Following after an earlier post by lambert.

Ok, so I read the trilogy - more thoughts maybe later.

For now:

The writing gets better as the trilogy progresses. Perhaps it seems tighter in the first book because the story line is much simpler.

However, in none of the books are the characters actually “characters”. They are all, what’s the Jungian phrase… archetypes. Even in the last story, the most richly realized, the characters are more complex archetypes, not more complex characters.

God doesn’t die, as there is no God in the story.

I did like the ending. It’s so easy to write “they lived happily ever after” and so often disrespectful of the story itself. This story does not end happily ever after, but neither does it leave one with a sense of depressing finality.

For a story with an agenda, it was very well done. Ok, it was well done by any measure.

Even so, the story doesn’t point the finger of blame at human beings, instead opting to blame an ancient angel. Not much different than blaming God, except for the creator part. I guess at some level, blaming ourselves for our evils is old hat, no longer fruitful.

The church is not the source of evil. Neither is the state. We are.

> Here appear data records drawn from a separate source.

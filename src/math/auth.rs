//!
//! Determine latitude from authalic latitude
//!

/// Authalic latitude series coefficients
pub(crate) type Apa = (f64, f64, f64);

pub(crate) fn authset(es: f64) -> Apa {
    const P00: f64 = 1. / 3.;
    const P01: f64 = 31. / 180.;
    const P02: f64 = 517. / 5040.;
    const P10: f64 = 23. / 360.;
    const P11: f64 = 251. / 3780.;
    const P20: f64 = 761. / 45360.;
    let t = es * es;
    (
        es * P00 + t * P01 + t * es * P02,
        t * P10 + t * es * P11,
        t * es * P20,
    )
}

pub(crate) fn authlat(beta: f64, apa: Apa) -> f64 {
    let t = beta + beta;
    beta + apa.0 * t.sin() + apa.1 * (t + t).sin() + apa.2 * (t + t + t).sin()
}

I would like a daemon, I think. Another being who knows your innermost thoughts, and shares them. Although Mrs. Coulter clearly shows that two evil spirits are worse than one. Quite possibly two of any of us might be two much for the world. :)

I look forward to Nicole Kidman’s portrayal of Coulter. It will be fun to see her pull a real character out of the archetype that Pullman wrote.

Pullman did a good job dealing with the many worlds hypothesis. I think to get a full understanding of the story Pullman tells, you probably have to be somewhat familiar with Paradise Lost, which I have never read in its entirety.

I liked his linkage of dark matter to consciouness. I have often wondered if consciousness is an artifact of complexity or an element of the multiverse. I am not alone in that wondering, of course.

I wonder how he would have included dark energy, had he known of it when he wrote the story?